Stored data
━━━━━━━━

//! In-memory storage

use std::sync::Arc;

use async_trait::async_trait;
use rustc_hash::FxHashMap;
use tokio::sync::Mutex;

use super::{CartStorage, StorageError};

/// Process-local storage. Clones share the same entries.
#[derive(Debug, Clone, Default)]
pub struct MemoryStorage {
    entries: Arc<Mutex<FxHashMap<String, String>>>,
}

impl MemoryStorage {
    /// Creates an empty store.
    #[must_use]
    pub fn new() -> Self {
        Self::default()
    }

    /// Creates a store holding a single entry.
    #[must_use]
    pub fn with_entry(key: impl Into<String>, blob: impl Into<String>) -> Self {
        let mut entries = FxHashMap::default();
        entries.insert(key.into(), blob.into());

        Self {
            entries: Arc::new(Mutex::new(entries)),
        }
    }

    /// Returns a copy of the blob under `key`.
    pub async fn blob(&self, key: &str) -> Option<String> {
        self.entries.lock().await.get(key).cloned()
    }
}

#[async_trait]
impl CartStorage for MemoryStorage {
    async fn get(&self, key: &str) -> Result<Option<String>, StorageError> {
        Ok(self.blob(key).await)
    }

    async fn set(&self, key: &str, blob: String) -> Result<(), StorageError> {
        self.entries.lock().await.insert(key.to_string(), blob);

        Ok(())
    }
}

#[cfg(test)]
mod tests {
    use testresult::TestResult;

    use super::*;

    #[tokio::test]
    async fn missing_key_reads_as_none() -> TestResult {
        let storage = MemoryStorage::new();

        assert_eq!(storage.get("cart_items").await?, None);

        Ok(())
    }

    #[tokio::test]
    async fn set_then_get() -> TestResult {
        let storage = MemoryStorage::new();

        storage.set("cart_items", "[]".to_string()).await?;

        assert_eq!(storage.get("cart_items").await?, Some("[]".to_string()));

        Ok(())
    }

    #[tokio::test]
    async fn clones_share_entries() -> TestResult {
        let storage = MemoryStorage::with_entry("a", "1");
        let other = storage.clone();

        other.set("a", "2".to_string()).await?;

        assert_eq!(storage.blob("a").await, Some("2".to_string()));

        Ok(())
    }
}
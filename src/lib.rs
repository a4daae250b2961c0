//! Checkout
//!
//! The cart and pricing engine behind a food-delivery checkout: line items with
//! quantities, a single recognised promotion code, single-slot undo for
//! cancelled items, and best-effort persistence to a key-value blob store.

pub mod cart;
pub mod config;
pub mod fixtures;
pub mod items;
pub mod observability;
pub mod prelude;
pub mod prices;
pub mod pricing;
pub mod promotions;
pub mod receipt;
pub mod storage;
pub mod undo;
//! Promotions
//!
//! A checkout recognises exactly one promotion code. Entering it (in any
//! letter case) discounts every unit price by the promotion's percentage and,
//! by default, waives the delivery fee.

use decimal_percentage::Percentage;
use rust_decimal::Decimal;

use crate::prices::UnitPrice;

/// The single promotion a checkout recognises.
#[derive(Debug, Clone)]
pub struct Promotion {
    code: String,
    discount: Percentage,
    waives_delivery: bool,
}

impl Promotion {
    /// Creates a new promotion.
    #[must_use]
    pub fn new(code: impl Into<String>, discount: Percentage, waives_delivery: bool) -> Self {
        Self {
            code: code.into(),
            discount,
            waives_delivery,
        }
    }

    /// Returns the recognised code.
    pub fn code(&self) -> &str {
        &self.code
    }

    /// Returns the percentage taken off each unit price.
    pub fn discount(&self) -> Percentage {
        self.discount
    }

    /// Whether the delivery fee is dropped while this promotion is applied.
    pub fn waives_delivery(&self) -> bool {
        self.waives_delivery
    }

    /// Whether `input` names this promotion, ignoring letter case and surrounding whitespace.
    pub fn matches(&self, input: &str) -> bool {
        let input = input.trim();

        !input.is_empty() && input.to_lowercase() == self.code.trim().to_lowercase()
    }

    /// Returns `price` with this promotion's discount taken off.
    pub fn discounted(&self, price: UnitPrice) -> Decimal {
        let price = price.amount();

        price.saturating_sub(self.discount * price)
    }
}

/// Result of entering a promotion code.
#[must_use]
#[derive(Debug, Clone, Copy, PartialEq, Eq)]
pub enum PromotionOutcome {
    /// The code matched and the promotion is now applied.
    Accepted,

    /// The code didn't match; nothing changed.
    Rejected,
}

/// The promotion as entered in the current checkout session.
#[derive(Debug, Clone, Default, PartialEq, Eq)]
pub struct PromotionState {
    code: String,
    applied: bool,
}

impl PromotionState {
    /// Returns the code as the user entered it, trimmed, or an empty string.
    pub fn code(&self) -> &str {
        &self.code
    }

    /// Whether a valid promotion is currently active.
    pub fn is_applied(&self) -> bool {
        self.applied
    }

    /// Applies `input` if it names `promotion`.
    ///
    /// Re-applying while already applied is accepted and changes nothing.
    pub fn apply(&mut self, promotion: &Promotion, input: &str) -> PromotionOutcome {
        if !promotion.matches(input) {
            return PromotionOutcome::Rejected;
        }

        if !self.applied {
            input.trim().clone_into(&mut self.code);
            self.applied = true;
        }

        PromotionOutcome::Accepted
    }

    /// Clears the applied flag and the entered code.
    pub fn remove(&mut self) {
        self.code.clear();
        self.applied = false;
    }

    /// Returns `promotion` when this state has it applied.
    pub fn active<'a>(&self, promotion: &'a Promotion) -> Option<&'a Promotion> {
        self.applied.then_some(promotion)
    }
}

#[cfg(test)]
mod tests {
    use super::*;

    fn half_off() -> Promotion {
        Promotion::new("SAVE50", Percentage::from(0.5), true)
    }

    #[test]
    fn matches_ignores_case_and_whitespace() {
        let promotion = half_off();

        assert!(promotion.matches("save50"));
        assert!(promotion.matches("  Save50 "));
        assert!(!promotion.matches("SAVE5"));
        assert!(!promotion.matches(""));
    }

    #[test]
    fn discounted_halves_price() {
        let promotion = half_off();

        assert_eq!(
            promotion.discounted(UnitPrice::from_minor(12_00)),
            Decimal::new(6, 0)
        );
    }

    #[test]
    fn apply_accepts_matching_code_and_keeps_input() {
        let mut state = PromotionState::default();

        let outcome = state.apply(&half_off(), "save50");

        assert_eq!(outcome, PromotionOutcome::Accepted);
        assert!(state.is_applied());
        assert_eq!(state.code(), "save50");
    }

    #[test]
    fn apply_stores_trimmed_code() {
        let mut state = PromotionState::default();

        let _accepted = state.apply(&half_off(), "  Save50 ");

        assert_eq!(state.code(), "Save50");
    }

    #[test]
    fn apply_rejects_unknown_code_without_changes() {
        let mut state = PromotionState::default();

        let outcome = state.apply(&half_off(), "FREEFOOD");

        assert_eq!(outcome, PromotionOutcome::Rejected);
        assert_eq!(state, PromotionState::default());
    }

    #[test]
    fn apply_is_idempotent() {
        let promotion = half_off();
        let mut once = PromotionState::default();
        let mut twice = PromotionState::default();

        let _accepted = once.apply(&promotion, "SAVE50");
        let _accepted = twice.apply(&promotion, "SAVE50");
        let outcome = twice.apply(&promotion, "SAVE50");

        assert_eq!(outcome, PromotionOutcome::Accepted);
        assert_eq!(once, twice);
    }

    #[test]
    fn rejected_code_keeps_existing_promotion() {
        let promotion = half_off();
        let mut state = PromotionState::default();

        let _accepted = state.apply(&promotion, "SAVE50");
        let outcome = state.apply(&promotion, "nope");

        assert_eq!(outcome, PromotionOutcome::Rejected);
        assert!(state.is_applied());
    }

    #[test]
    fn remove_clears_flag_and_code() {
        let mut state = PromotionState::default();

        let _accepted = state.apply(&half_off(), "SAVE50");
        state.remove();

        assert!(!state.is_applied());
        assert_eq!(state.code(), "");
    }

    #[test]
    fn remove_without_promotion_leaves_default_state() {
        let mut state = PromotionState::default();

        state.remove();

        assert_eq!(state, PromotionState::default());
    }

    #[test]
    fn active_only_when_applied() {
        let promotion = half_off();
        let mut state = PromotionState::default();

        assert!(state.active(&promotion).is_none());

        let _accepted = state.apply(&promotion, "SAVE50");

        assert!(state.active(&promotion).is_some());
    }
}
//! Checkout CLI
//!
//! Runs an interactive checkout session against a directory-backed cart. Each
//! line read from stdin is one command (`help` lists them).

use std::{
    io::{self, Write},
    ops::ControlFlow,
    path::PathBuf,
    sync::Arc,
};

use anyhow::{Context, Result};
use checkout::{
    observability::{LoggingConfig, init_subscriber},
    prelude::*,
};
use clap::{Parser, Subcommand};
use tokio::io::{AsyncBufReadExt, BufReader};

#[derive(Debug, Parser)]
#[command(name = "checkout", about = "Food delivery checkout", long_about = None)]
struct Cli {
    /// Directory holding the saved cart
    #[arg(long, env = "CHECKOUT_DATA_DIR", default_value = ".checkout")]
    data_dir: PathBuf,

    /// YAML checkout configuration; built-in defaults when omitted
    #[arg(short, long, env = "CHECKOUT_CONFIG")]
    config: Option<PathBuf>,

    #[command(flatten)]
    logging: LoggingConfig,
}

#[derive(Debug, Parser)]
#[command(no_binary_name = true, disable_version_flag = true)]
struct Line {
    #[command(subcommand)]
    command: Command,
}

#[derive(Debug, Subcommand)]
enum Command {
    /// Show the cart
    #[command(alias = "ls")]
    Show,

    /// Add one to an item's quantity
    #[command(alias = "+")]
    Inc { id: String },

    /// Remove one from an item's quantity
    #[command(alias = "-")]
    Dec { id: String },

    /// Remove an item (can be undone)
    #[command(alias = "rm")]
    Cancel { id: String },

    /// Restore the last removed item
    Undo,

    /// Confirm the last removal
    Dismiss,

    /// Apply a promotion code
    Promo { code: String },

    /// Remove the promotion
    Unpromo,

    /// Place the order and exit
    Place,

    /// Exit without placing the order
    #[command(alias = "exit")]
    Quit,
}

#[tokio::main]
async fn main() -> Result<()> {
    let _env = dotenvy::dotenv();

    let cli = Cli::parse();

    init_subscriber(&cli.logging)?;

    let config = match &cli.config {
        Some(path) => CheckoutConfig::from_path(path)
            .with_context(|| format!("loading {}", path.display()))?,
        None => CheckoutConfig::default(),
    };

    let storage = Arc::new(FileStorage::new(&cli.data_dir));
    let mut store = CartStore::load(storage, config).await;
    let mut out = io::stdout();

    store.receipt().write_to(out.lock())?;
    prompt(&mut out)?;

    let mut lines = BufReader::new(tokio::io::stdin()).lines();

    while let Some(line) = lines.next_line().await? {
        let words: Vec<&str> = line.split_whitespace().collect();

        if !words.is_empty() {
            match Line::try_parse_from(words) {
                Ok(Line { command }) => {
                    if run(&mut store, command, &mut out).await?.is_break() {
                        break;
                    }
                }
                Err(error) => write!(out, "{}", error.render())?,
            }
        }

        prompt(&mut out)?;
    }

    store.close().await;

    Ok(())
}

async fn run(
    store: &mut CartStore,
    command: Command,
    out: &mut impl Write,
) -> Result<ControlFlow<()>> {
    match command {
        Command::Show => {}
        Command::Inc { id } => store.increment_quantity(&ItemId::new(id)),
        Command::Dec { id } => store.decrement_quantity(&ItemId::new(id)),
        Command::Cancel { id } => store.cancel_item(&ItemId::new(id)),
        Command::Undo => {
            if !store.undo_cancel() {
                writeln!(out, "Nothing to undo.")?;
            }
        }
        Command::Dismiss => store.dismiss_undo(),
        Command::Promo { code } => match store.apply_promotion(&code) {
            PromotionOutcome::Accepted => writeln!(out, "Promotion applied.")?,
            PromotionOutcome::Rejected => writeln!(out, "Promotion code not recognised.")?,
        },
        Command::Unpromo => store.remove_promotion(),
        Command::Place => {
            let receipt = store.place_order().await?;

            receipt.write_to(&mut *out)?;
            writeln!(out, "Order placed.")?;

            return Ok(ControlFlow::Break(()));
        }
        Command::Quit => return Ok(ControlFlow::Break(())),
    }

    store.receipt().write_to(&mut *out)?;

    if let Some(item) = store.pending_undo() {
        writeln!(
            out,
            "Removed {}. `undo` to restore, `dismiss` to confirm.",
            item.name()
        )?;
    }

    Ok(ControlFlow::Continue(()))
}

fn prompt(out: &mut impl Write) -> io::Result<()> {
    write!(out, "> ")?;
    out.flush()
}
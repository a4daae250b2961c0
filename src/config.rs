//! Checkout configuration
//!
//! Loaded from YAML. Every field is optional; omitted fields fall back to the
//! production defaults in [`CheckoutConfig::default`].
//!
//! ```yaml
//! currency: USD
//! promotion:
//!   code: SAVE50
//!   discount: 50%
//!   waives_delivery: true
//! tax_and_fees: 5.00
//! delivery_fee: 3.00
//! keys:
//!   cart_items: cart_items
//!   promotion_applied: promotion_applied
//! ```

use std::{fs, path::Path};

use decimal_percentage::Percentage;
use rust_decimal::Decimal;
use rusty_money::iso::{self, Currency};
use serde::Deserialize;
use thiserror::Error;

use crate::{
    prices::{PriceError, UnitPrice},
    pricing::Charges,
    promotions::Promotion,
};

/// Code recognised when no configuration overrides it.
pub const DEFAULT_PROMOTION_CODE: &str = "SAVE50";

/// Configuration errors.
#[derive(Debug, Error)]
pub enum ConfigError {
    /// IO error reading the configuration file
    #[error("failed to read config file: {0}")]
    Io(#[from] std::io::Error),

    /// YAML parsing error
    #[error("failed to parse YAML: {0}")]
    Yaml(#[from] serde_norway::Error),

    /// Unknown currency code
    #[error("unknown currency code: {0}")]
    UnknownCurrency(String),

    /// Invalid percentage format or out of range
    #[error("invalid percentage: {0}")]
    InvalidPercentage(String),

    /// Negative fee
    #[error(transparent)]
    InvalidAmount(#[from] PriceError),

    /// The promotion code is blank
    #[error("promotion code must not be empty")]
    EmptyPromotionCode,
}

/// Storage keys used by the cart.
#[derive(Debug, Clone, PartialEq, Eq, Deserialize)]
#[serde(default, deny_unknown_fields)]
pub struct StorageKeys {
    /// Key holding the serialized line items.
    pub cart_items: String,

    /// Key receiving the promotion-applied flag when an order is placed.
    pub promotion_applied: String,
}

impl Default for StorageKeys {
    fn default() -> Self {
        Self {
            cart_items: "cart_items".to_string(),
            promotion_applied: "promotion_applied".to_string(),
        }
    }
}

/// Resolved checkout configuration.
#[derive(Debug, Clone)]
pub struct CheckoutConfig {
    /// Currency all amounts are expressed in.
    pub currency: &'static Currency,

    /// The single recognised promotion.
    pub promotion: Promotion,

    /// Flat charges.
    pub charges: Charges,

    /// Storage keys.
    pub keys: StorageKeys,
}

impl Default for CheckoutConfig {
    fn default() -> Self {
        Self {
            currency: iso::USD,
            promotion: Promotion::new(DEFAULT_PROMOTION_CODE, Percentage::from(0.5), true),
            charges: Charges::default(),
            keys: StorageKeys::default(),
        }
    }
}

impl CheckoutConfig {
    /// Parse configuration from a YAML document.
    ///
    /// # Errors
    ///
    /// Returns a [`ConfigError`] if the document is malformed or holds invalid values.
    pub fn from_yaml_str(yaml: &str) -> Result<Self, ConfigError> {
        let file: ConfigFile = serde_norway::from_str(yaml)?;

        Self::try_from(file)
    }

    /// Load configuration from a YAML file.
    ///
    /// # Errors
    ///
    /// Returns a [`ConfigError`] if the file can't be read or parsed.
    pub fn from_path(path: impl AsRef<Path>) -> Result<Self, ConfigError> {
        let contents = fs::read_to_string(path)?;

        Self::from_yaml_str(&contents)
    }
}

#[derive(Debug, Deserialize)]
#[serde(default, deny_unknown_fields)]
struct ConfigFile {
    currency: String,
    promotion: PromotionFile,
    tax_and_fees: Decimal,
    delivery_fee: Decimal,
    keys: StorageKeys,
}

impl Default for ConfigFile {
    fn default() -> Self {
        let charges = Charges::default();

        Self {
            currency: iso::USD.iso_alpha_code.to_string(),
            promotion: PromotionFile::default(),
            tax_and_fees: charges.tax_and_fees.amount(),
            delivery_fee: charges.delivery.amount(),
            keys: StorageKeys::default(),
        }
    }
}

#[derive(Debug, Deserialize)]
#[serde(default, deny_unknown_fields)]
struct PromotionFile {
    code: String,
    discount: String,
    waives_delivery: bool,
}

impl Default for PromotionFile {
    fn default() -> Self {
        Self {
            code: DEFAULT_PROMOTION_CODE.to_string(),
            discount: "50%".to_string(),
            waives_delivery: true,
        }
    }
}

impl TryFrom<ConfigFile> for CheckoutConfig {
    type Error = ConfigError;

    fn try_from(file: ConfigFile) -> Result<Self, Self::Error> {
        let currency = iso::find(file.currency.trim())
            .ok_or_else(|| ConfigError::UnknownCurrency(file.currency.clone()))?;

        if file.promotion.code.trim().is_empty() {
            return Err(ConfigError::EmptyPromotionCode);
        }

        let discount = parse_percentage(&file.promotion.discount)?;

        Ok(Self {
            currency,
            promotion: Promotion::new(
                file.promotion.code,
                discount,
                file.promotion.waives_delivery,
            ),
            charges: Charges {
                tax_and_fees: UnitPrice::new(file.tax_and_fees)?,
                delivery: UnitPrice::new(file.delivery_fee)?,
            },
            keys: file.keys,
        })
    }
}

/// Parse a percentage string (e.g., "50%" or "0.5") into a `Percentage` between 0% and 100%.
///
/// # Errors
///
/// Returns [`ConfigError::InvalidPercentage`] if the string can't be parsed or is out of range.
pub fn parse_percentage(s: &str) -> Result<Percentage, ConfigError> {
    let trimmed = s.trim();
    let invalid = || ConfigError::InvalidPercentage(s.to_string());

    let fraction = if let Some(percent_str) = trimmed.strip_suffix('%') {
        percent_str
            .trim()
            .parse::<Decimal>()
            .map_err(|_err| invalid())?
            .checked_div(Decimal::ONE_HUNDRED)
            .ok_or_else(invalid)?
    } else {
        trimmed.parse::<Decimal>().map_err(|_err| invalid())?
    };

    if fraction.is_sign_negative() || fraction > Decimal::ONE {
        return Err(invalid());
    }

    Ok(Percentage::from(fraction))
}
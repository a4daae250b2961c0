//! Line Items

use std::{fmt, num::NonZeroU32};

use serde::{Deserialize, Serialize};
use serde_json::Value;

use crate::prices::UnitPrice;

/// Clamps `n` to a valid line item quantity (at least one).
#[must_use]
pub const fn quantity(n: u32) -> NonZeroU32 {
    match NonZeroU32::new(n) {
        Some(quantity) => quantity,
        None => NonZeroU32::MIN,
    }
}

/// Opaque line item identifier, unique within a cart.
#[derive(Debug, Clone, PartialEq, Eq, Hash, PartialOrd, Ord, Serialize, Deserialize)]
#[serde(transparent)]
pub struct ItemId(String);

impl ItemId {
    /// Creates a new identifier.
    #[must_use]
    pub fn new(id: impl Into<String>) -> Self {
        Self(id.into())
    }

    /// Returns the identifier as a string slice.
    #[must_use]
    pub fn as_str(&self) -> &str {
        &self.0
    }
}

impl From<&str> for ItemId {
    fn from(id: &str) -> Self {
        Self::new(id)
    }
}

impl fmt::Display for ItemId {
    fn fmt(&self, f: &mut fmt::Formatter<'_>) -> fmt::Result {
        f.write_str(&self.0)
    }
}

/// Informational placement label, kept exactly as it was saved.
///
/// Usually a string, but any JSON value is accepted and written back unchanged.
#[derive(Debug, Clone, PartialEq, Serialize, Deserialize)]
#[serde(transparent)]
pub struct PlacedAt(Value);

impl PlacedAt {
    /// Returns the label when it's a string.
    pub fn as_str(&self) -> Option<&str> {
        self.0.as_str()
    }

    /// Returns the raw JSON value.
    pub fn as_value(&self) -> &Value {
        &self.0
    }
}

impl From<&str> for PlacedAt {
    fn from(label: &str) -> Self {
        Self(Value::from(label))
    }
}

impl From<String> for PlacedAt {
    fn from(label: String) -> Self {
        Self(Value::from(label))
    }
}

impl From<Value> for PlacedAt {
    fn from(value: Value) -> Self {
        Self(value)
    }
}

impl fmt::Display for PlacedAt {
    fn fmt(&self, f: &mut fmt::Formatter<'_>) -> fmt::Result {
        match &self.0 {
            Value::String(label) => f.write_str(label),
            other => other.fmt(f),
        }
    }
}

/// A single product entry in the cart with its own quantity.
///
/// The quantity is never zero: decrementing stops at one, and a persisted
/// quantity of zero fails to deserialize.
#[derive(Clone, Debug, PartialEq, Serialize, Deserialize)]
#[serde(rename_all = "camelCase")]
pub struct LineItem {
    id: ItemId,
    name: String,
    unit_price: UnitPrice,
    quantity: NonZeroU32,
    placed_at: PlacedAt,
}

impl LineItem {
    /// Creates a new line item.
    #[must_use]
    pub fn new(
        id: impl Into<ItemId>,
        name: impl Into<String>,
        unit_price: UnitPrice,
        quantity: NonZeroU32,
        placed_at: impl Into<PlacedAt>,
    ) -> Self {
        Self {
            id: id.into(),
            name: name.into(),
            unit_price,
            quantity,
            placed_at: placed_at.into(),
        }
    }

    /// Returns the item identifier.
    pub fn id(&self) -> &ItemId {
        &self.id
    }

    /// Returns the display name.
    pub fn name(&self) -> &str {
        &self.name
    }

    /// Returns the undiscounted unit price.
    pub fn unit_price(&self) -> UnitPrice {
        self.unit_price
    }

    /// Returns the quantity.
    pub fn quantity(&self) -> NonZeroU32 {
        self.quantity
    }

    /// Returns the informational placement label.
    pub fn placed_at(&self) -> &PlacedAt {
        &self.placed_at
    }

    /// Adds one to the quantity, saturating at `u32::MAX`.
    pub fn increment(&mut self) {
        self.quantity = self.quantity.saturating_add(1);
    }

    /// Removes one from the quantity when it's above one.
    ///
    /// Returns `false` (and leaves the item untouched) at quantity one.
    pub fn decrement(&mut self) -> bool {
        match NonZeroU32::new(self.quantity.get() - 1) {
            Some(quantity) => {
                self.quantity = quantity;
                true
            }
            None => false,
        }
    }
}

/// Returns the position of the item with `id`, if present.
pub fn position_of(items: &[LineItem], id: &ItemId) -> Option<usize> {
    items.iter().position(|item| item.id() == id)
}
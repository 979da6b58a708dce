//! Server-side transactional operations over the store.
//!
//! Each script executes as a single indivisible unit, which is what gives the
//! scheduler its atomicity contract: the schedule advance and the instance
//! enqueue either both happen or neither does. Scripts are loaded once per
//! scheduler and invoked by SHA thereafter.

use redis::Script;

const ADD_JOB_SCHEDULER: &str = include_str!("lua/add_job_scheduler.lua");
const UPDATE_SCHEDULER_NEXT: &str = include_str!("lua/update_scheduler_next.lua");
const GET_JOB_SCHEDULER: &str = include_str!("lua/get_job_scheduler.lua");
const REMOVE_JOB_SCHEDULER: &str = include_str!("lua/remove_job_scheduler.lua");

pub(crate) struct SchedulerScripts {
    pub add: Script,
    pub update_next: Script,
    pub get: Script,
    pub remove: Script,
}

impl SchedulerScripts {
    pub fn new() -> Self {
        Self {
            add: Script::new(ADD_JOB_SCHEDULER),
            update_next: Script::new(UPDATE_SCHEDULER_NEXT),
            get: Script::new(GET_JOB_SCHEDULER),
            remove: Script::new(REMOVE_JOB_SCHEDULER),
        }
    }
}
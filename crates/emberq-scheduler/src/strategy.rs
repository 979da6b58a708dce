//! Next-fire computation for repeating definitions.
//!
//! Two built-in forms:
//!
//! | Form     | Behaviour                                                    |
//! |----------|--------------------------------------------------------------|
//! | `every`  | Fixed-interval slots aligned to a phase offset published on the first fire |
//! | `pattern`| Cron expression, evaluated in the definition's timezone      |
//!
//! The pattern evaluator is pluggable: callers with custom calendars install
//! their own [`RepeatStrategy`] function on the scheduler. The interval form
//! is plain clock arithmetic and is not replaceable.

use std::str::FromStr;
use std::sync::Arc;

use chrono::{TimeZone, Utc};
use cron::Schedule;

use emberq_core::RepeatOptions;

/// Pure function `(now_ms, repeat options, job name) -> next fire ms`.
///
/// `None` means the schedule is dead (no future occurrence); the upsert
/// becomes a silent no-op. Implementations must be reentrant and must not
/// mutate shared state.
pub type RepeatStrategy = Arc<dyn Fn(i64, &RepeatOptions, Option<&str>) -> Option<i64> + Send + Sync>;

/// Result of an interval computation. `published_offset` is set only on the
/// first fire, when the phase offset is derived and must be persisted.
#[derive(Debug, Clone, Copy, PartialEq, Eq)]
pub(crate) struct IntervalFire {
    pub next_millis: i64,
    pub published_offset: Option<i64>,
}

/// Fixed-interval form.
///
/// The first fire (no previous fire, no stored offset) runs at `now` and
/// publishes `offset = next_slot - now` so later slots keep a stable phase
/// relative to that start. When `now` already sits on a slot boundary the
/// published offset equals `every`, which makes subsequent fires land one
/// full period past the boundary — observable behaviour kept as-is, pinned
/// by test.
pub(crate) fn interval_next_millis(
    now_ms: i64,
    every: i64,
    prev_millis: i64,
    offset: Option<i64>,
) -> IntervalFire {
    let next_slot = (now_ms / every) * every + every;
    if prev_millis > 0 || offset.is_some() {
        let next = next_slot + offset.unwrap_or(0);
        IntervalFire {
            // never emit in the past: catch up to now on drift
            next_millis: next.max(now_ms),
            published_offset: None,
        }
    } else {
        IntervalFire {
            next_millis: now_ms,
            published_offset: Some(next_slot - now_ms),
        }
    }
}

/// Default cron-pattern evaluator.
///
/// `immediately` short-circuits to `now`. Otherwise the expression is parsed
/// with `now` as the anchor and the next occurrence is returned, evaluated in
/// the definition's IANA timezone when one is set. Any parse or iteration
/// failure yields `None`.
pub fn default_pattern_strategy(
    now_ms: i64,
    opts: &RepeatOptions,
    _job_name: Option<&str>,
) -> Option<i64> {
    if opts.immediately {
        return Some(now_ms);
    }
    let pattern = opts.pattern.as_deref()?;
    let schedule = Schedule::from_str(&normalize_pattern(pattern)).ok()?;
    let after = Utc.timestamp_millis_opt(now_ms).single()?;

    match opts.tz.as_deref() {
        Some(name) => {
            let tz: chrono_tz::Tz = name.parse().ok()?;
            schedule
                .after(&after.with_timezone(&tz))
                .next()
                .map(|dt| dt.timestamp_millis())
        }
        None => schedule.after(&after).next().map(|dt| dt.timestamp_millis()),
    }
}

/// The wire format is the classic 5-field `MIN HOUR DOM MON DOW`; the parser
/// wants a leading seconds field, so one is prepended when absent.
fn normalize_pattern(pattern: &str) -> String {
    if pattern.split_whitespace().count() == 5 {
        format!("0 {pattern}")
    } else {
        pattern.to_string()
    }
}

━━━━━━━━

-- WHAT YOU ARE ASKED TO DO --
Counting every line that holds the string "twice", give the total for the data above and nothing else.

-- SOLUTION FOR THIS TASK --
4